Looking back up, he realized he couldn’t see Heather anywhere.
“Damn it!” He hit the gas, zigzagging between cars, sp
otting her just as she turned right. He was in the left lane, and as he crossed both lanes furious honking erupted around him.
And now he was too close again.
“What the hell… is he drunk?” Fowler asked as their Chevy followed Jurgen’s Ford. The man drove like a panicky teenager on the first day behind the steering wheel.
“I don’t know,” Tyler said, frowning. He had read Jurgen’s file carefully, and it hadn’t mentioned drunk driving anywhere. But who knew?
They tailed Jurgen’s car from afar, watching traffic swerving out of his way, people shaking their fists at him. And then he suddenly swerved and turned right, disappearing down a side street.
“He spotted us,” Tyler said speeding up. “He’s trying to shake us loose.”
“We have to stop him!” Fowler said. “If he gets to the girl—”
“I know,” Tyler muttered. Now that Jurgen knew the FBI were on to him, this could spin out of control. They could have a hostage situation before long.
No. This had to end now. They’d bring Jurgen in, interrogate him, find out the location of the girl.
They turned right. Jurgen zigzagged ahead, getting further away. The street was packed with traffic, and Tyler could see no way around it.

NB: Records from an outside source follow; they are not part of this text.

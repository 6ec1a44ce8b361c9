pub mod numbers;
pub mod price;
pub mod text;
pub mod units;

use chrono::{DateTime, NaiveDateTime, Utc};
use rayon::prelude::*;
use rust_decimal::Decimal;
use serde::{Deserialize, Serialize};
use tracing::debug;

use crate::types::RawProductRecord;
use price::{parse_price, price_per_base_unit, PriceParse, UnitPriceSource};
use text::{clean_text, TextCanonicalizer};
use units::{parse_quantity_with_unit, BaseUnit};

/// A product record reduced to canonical, comparable form.
///
/// Built from exactly one [`RawProductRecord`] and never mutated afterwards.
#[derive(Debug, Clone, PartialEq, Serialize, Deserialize)]
pub struct NormalizedProductRecord {
    /// Position of the raw record in the input batch
    pub source_index: usize,
    /// Cleaned display name
    pub product_name: Option<String>,
    /// Lowercase, punctuation-free tokens used for matching
    pub canonical_name: Vec<String>,
    /// Cleaned brand, empty when unknown
    pub brand: String,
    /// Cleaned size text as the retailer wrote it
    pub size_description: Option<String>,
    /// Per-unit quantity in `base_unit`
    pub quantity: Option<Decimal>,
    pub base_unit: Option<BaseUnit>,
    /// Units in a multipack, 1 for single items
    pub multipack_count: u32,
    pub price: Option<Decimal>,
    /// Retailer's per-unit price, or derived from price and quantity
    pub price_per_unit: Option<Decimal>,
    pub price_per_unit_source: Option<UnitPriceSource>,
    /// price / (quantity × multipack_count)
    pub price_per_base_unit: Option<Decimal>,
    pub retailer: String,
    pub product_url: Option<String>,
    pub category: Option<String>,
    pub department: Option<String>,
    pub captured_at: Option<DateTime<Utc>>,
    /// Fields that could not be parsed and were left absent
    pub warnings: Vec<NormalizationWarning>,
}

/// Recoverable per-field problems found while normalizing
#[derive(Debug, Clone, Copy, PartialEq, Eq, Hash, Serialize, Deserialize)]
#[serde(rename_all = "snake_case")]
pub enum NormalizationWarning {
    EmptyName,
    UnparseableSize,
    UnparseablePrice,
    ZeroPrice,
    UnparseableUnitPrice,
    UnparseableTimestamp,
}

impl NormalizationWarning {
    pub fn as_str(&self) -> &'static str {
        match self {
            NormalizationWarning::EmptyName => "empty_name",
            NormalizationWarning::UnparseableSize => "unparseable_size",
            NormalizationWarning::UnparseablePrice => "unparseable_price",
            NormalizationWarning::ZeroPrice => "zero_price",
            NormalizationWarning::UnparseableUnitPrice => "unparseable_unit_price",
            NormalizationWarning::UnparseableTimestamp => "unparseable_timestamp",
        }
    }
}

impl NormalizedProductRecord {
    /// Number of populated optional fields; used to pick a cluster's representative
    pub fn completeness(&self) -> usize {
        [
            self.product_name.is_some(),
            !self.brand.is_empty(),
            self.size_description.is_some(),
            self.quantity.is_some(),
            self.base_unit.is_some(),
            self.price.is_some(),
            self.price_per_unit.is_some(),
            self.product_url.is_some(),
            self.category.is_some(),
        ]
        .iter()
        .filter(|present| **present)
        .count()
    }

    /// Canonical tokens joined with single spaces
    pub fn canonical_text(&self) -> String {
        self.canonical_name.join(" ")
    }

    /// Human-readable size: the retailer's text, else the parsed quantity
    pub fn size_label(&self) -> Option<String> {
        if let Some(size) = &self.size_description {
            return Some(size.clone());
        }
        match (self.quantity, self.base_unit) {
            (Some(q), Some(unit)) if self.multipack_count > 1 => {
                Some(format!("{} x {} {}", self.multipack_count, q, unit))
            }
            (Some(q), Some(unit)) => Some(format!("{} {}", q, unit)),
            _ => None,
        }
    }
}

/// Settings for the per-record normalization stage
#[derive(Debug, Clone, Serialize, Deserialize)]
#[serde(default)]
pub struct NormalizeConfig {
    /// Remove the record's own brand from its canonical name
    pub strip_brand: bool,
    /// Stopwords added to the built-in retailer boilerplate list
    pub extra_stopwords: Vec<String>,
}

impl Default for NormalizeConfig {
    fn default() -> Self {
        Self {
            strip_brand: true,
            extra_stopwords: Vec::new(),
        }
    }
}

/// Trait for turning raw listings into canonical records
pub trait ProductNormalizer: Send + Sync {
    /// Normalize one record. Must be pure: no shared mutable state.
    fn normalize(&self, source_index: usize, record: &RawProductRecord) -> NormalizedProductRecord;
}

/// Default normalizer built from the unit, price and text normalizers
#[derive(Debug, Clone, Default)]
pub struct DefaultNormalizer {
    text: TextCanonicalizer,
}

impl DefaultNormalizer {
    pub fn new() -> Self {
        Self::default()
    }

    pub fn with_config(config: &NormalizeConfig) -> Self {
        Self {
            text: TextCanonicalizer::new(config.strip_brand, &config.extra_stopwords),
        }
    }
}

impl ProductNormalizer for DefaultNormalizer {
    fn normalize(&self, source_index: usize, record: &RawProductRecord) -> NormalizedProductRecord {
        let mut warnings = Vec::new();

        let product_name = clean_text(record.name.as_deref());
        let brand = self.text.clean_brand(record.brand.as_deref());
        let canonical_name = product_name
            .as_deref()
            .map(|name| self.text.canonicalize(name, &brand))
            .unwrap_or_default();
        if canonical_name.is_empty() {
            warnings.push(NormalizationWarning::EmptyName);
        }

        let size_description = clean_text(record.size.as_deref());
        let unit_of_measure = clean_text(record.unit_of_measure.as_deref());
        let parsed_quantity = parse_quantity_with_unit(size_description.as_deref(), unit_of_measure.as_deref());
        if size_description.is_some() && parsed_quantity.is_none() {
            warnings.push(NormalizationWarning::UnparseableSize);
        }

        let price = match parse_price(clean_text(record.price.as_deref()).as_deref()) {
            PriceParse::Amount(amount) => Some(amount),
            PriceParse::Zero => {
                debug!(retailer = %record.retailer, index = source_index, "Zero price treated as unavailable");
                warnings.push(NormalizationWarning::ZeroPrice);
                None
            }
            PriceParse::Unparseable => {
                warnings.push(NormalizationWarning::UnparseablePrice);
                None
            }
            PriceParse::Missing => None,
        };

        let per_base_unit = match (price, parsed_quantity.as_ref()) {
            (Some(price), Some(quantity)) => price_per_base_unit(price, quantity),
            _ => None,
        };

        // Scraped and derived unit prices are never cross-checked
        let scraped_unit_price = parse_price(clean_text(record.price_per_unit.as_deref()).as_deref());
        let (price_per_unit, price_per_unit_source) = match scraped_unit_price {
            PriceParse::Amount(amount) => (Some(amount), Some(UnitPriceSource::Scraped)),
            other => {
                if other == PriceParse::Unparseable {
                    warnings.push(NormalizationWarning::UnparseableUnitPrice);
                }
                match per_base_unit {
                    Some(derived) => (Some(derived), Some(UnitPriceSource::Derived)),
                    None => (None, None),
                }
            }
        };

        let captured_at = clean_text(record.captured_at.as_deref()).and_then(|ts| {
            let parsed = parse_timestamp(&ts);
            if parsed.is_none() {
                warnings.push(NormalizationWarning::UnparseableTimestamp);
            }
            parsed
        });

        NormalizedProductRecord {
            source_index,
            product_name,
            canonical_name,
            brand,
            size_description,
            quantity: parsed_quantity.map(|q| q.quantity),
            base_unit: parsed_quantity.map(|q| q.base_unit),
            multipack_count: parsed_quantity.map(|q| q.multipack_count).unwrap_or(1),
            price,
            price_per_unit,
            price_per_unit_source,
            price_per_base_unit: per_base_unit,
            retailer: clean_text(Some(&record.retailer)).unwrap_or_default(),
            product_url: clean_text(record.product_url.as_deref()),
            category: clean_text(record.category.as_deref()),
            department: clean_text(record.department.as_deref()),
            captured_at,
            warnings,
        }
    }
}

/// Normalize a batch in parallel; output order matches input order.
pub fn normalize_batch(
    normalizer: &dyn ProductNormalizer,
    records: &[RawProductRecord],
) -> Vec<NormalizedProductRecord> {
    records
        .par_iter()
        .enumerate()
        .map(|(index, record)| normalizer.normalize(index, record))
        .collect()
}

fn parse_timestamp(text: &str) -> Option<DateTime<Utc>> {
    DateTime::parse_from_rfc3339(text)
        .map(|dt| dt.with_timezone(&Utc))
        .ok()
        .or_else(|| {
            NaiveDateTime::parse_from_str(text, "%Y-%m-%d %H:%M:%S")
                .ok()
                .map(|naive| naive.and_utc())
        })
}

They were losing him.
“Call in the chopper!” he barked at Fowler. “He’s getting away!”
Everyone around Heather kept honking. The jarring noise was making her frantic. She could hear brakes squealing behind her, and yelling. Something was definitely off. Was it possible that the police really had intercepted her text? Were they chasing her even now? She glanced in the rearview mirror. There were a lot of cars, but no squad car. Could they be following her to get to her dealer? She didn’t want her dealer to think she had ratted him out!

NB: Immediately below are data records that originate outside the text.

use anyhow::{Context, Result};
use serde::Serialize;
use std::fs::{self, File};
use std::io::{BufWriter, Write};
use std::path::{Path, PathBuf};
use tracing::info;

use crate::app::ports::ComparisonOutputPort;
use crate::pipeline::processing::comparison::ComparisonTable;
use crate::pipeline::processing::normalize::NormalizedProductRecord;

/// File-based implementation of ComparisonOutputPort writing pretty JSON
pub struct JsonFileOutput {
    table_path: PathBuf,
    normalized_path: Option<PathBuf>,
}

impl JsonFileOutput {
    pub fn new(table_path: impl Into<PathBuf>) -> Self {
        Self {
            table_path: table_path.into(),
            normalized_path: None,
        }
    }

    /// Also write every normalized record to `path`
    pub fn with_normalized_output(mut self, path: impl Into<PathBuf>) -> Self {
        self.normalized_path = Some(path.into());
        self
    }
}

/// Write `value` as pretty JSON, creating parent directories
pub fn write_json<T: Serialize + ?Sized>(path: &Path, value: &T) -> Result<()> {
    if let Some(dir) = path.parent().filter(|d| !d.as_os_str().is_empty()) {
        fs::create_dir_all(dir).with_context(|| format!("Failed to create {}", dir.display()))?;
    }
    let file = File::create(path).with_context(|| format!("Failed to create {}", path.display()))?;
    let mut writer = BufWriter::new(file);
    serde_json::to_writer_pretty(&mut writer, value)?;
    writer.flush()?;
    Ok(())
}

impl ComparisonOutputPort for JsonFileOutput {
    fn write_table(&self, table: &ComparisonTable) -> Result<()> {
        write_json(&self.table_path, table)?;
        info!("Wrote {} comparison rows to {}", table.rows.len(), self.table_path.display());
        Ok(())
    }

    fn write_normalized(&self, records: &[NormalizedProductRecord]) -> Result<()> {
        let Some(path) = &self.normalized_path else {
            return Ok(());
        };
        write_json(path, records)?;
        info!("Wrote {} normalized records to {}", records.len(), path.display());
        Ok(())
    }
}

#[cfg(test)]
mod tests {
    use super::*;
    use crate::pipeline::processing::comparison::ComparisonTableBuilder;

    #[test]
    fn test_writes_table_and_optional_normalized_file() {
        let dir = tempfile::tempdir().unwrap();
        let table_path = dir.path().join("out/comparison.json");
        let normalized_path = dir.path().join("out/normalized.json");

        let output = JsonFileOutput::new(&table_path).with_normalized_output(&normalized_path);
        let table = ComparisonTableBuilder::new(vec!["Shoprite".to_string()]).build(&[]);
        output.write_table(&table).unwrap();
        output.write_normalized(&[]).unwrap();

        let written: serde_json::Value =
            serde_json::from_str(&fs::read_to_string(&table_path).unwrap()).unwrap();
        assert_eq!(written["retailers"][0], "Shoprite");
        assert_eq!(written["rows"].as_array().map(Vec::len), Some(0));
        assert_eq!(fs::read_to_string(&normalized_path).unwrap().trim(), "[]");
    }

    #[test]
    fn test_normalized_output_is_optional() {
        let dir = tempfile::tempdir().unwrap();
        let output = JsonFileOutput::new(dir.path().join("comparison.json"));
        output.write_normalized(&[]).unwrap();
        assert!(!dir.path().join("normalized.json").exists());
    }
}
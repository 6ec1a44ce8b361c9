use anyhow::{Context, Result};
use std::collections::BTreeMap;
use std::sync::Arc;
use std::time::Instant;
use tracing::{debug, info};

use crate::app::ports::ComparisonOutputPort;
use crate::config::Config;
use crate::observability::metrics;
use crate::pipeline::processing::comparison::{ComparisonSummary, ComparisonTable, ComparisonTableBuilder};
use crate::pipeline::processing::matching::cluster::ClusteringReport;
use crate::pipeline::processing::matching::MatchingEngine;
use crate::pipeline::processing::normalize::{
    normalize_batch, DefaultNormalizer, NormalizationWarning, NormalizedProductRecord, ProductNormalizer,
};
use crate::types::RawProductRecord;

/// Everything one pipeline run produced
#[derive(Debug, Clone)]
pub struct ComparisonRun {
    pub normalized: Vec<NormalizedProductRecord>,
    pub table: ComparisonTable,
    pub summary: ComparisonSummary,
    pub report: ClusteringReport,
    pub candidate_edges: usize,
    pub clusters: usize,
}

/// Use case running normalize → match → comparison table over a full data set
pub struct ComparisonUseCase {
    normalizer: Box<dyn ProductNormalizer>,
    engine: MatchingEngine,
    output_port: Option<Arc<dyn ComparisonOutputPort>>,
}

impl ComparisonUseCase {
    pub fn new(config: &Config) -> Result<Self> {
        config.validate().context("Invalid configuration")?;
        Ok(Self::with_parts(
            Box::new(DefaultNormalizer::with_config(&config.normalize)),
            MatchingEngine::new(&config.matching),
        ))
    }

    pub fn with_parts(normalizer: Box<dyn ProductNormalizer>, engine: MatchingEngine) -> Self {
        Self {
            normalizer,
            engine,
            output_port: None,
        }
    }

    pub fn with_output_port(mut self, output_port: Arc<dyn ComparisonOutputPort>) -> Self {
        self.output_port = Some(output_port);
        self
    }

    /// Normalize a batch, recording parse warnings
    pub fn normalize(&self, records: &[RawProductRecord]) -> Vec<NormalizedProductRecord> {
        let start_time = Instant::now();
        let normalized = normalize_batch(self.normalizer.as_ref(), records);

        let mut warnings: BTreeMap<&'static str, usize> = BTreeMap::new();
        for warning in normalized.iter().flat_map(|r| r.warnings.iter()) {
            *warnings.entry(warning.as_str()).or_default() += 1;
        }
        for (field, count) in &warnings {
            debug!(field, count, "Fields left absent after normalization");
            metrics::normalize::field_warnings(*field, *count);
        }
        let zero_prices = warnings
            .get(NormalizationWarning::ZeroPrice.as_str())
            .copied()
            .unwrap_or(0);
        metrics::normalize::zero_prices(zero_prices);
        metrics::normalize::records_processed(normalized.len());
        metrics::normalize::duration(start_time.elapsed().as_secs_f64());

        info!(
            records = normalized.len(),
            zero_prices,
            warnings = warnings.values().sum::<usize>(),
            "Normalization complete"
        );
        normalized
    }

    /// Run the full pipeline and hand the results to the output port
    pub fn run(&self, records: Vec<RawProductRecord>) -> Result<ComparisonRun> {
        info!("Starting comparison run over {} raw records", records.len());

        let normalized = self.normalize(&records);

        let start_time = Instant::now();
        let outcome = self.engine.match_records(&normalized);
        metrics::matching::duration(start_time.elapsed().as_secs_f64());
        metrics::matching::candidate_edges(outcome.edges.len());
        metrics::matching::clusters(outcome.clusters.len());
        if outcome.report.retailer_conflicts > 0 {
            metrics::matching::retailer_conflicts(outcome.report.retailer_conflicts, self.engine.policy_name());
            metrics::matching::records_ejected(outcome.report.ejected.len());
        }

        let table = ComparisonTableBuilder::from_records(&normalized).build(&outcome.clusters);
        metrics::comparison::rows_emitted(table.rows.len());
        metrics::comparison::rows_dropped(table.dropped_single_retailer);
        info!(
            rows = table.rows.len(),
            dropped_single_retailer = table.dropped_single_retailer,
            retailers = table.retailers.len(),
            "Comparison table built"
        );

        let summary = ComparisonSummary::from_table(&table);
        log_summary(&summary);

        if let Some(port) = &self.output_port {
            port.write_table(&table).context("Failed to write comparison table")?;
            port.write_normalized(&normalized)
                .context("Failed to write normalized records")?;
        }

        Ok(ComparisonRun {
            candidate_edges: outcome.edges.len(),
            clusters: outcome.clusters.len(),
            report: outcome.report,
            normalized,
            table,
            summary,
        })
    }
}

fn log_summary(summary: &ComparisonSummary) {
    info!("Products found in multiple stores: {}", summary.rows);
    for retailer in &summary.retailers {
        match (retailer.average_price, retailer.min_price, retailer.max_price) {
            (Some(avg), Some(min), Some(max)) => info!(
                retailer = %retailer.retailer,
                priced_rows = retailer.priced_rows,
                average = %avg,
                min = %min,
                max = %max,
                "Retailer price statistics"
            ),
            _ => info!(retailer = %retailer.retailer, "No priced rows for retailer"),
        }
    }
}
//! Name similarity metrics, all scored on a 0..=100 scale.

/// Trait for scoring two canonical names against each other
pub trait SimilarityMetric: Send + Sync {
    /// Name used in logs and configuration
    fn name(&self) -> &'static str;

    /// Comparison key for one canonical name; computed once per record
    fn key(&self, tokens: &[String]) -> String {
        sorted_key(tokens)
    }

    /// Score two keys. Must be symmetric.
    fn compare(&self, a: &str, b: &str) -> f64;

    fn score(&self, a: &[String], b: &[String]) -> f64 {
        self.compare(&self.key(a), &self.key(b))
    }
}

/// Token-sort ratio: tokens sorted alphabetically, then scored by the
/// InDel-normalized ratio.
#[derive(Debug, Clone, Copy, Default)]
pub struct TokenSortRatio;

impl SimilarityMetric for TokenSortRatio {
    fn name(&self) -> &'static str {
        "token_sort_ratio"
    }

    fn compare(&self, a: &str, b: &str) -> f64 {
        indel_ratio(a, b)
    }
}

/// Sorted tokens scored with normalized Levenshtein distance
#[derive(Debug, Clone, Copy, Default)]
pub struct TokenSortLevenshtein;

impl SimilarityMetric for TokenSortLevenshtein {
    fn name(&self) -> &'static str {
        "token_sort_levenshtein"
    }

    fn compare(&self, a: &str, b: &str) -> f64 {
        if a.is_empty() || b.is_empty() {
            return 0.0;
        }
        strsim::normalized_levenshtein(a, b) * 100.0
    }
}

/// Tokens sorted alphabetically and joined with single spaces
pub fn sorted_key(tokens: &[String]) -> String {
    let mut sorted: Vec<&str> = tokens.iter().map(String::as_str).collect();
    sorted.sort_unstable();
    sorted.join(" ")
}

/// InDel similarity in 0..=100. Empty names never match anything.
pub fn indel_ratio(a: &str, b: &str) -> f64 {
    if a.is_empty() || b.is_empty() {
        return 0.0;
    }
    rapidfuzz::fuzz::ratio(a.chars(), b.chars()) * 100.0
}

#[cfg(test)]
mod tests {
    use super::*;

    fn tokens(text: &str) -> Vec<String> {
        text.split_whitespace().map(str::to_string).collect()
    }

    #[test]
    fn test_word_order_does_not_matter() {
        let metric = TokenSortRatio;
        let score = metric.score(&tokens("chicken nuggets frozen"), &tokens("frozen chicken nuggets"));
        assert_eq!(score, 100.0);
    }

    #[test]
    fn test_indel_ratio_values() {
        assert_eq!(indel_ratio("abc", "abc"), 100.0);
        assert_eq!(indel_ratio("abc", "xyz"), 0.0);
        // One deletion over nine characters
        let score = indel_ratio("chips", "chip");
        assert!((score - 800.0 / 9.0).abs() < 1e-9);
        // Multibyte characters count once
        let score = indel_ratio("crème brûlée", "creme brulee");
        assert!((score - 75.0).abs() < 1e-9);
    }

    #[test]
    fn test_empty_names_score_zero() {
        assert_eq!(TokenSortRatio.score(&[], &tokens("peas")), 0.0);
        assert_eq!(TokenSortRatio.score(&[], &[]), 0.0);
        assert_eq!(TokenSortLevenshtein.score(&[], &[]), 0.0);
    }

    #[test]
    fn test_scores_are_symmetric() {
        let names = [
            "frozen chicken nuggets",
            "chicken strips crumbed",
            "mixed vegetables",
            "garden peas",
            "vanilla ice cream",
            "ice cream vanilla tub",
        ];
        for metric in [&TokenSortRatio as &dyn SimilarityMetric, &TokenSortLevenshtein] {
            for a in names {
                for b in names {
                    let ab = metric.score(&tokens(a), &tokens(b));
                    let ba = metric.score(&tokens(b), &tokens(a));
                    assert_eq!(ab, ba, "{} asymmetric for {a:?} / {b:?}", metric.name());
                }
            }
        }
    }

    #[test]
    fn test_similar_names_clear_default_threshold() {
        let score = TokenSortRatio.score(&tokens("vanilla ice cream"), &tokens("ice cream vanilla tub"));
        assert!(score >= 80.0, "score was {score}");

        let score = TokenSortRatio.score(&tokens("garden peas"), &tokens("vanilla ice cream"));
        assert!(score < 80.0, "score was {score}");
    }
}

She accelerated, and several cars behind her also seemed to accelerate. Was it just her anxiety acting up? It didn’t feel like it.
She got closer to the street corner where she and her dealer met, but she decided to avoid it, drive around a bit, make sure she wasn’t being followed. Her dealer would appreciate her caution. She turned left at the next intersection. A few seconds later she heard honking behind her again. By now she was crying. She had to get on the highway. She’d lose them on the highway.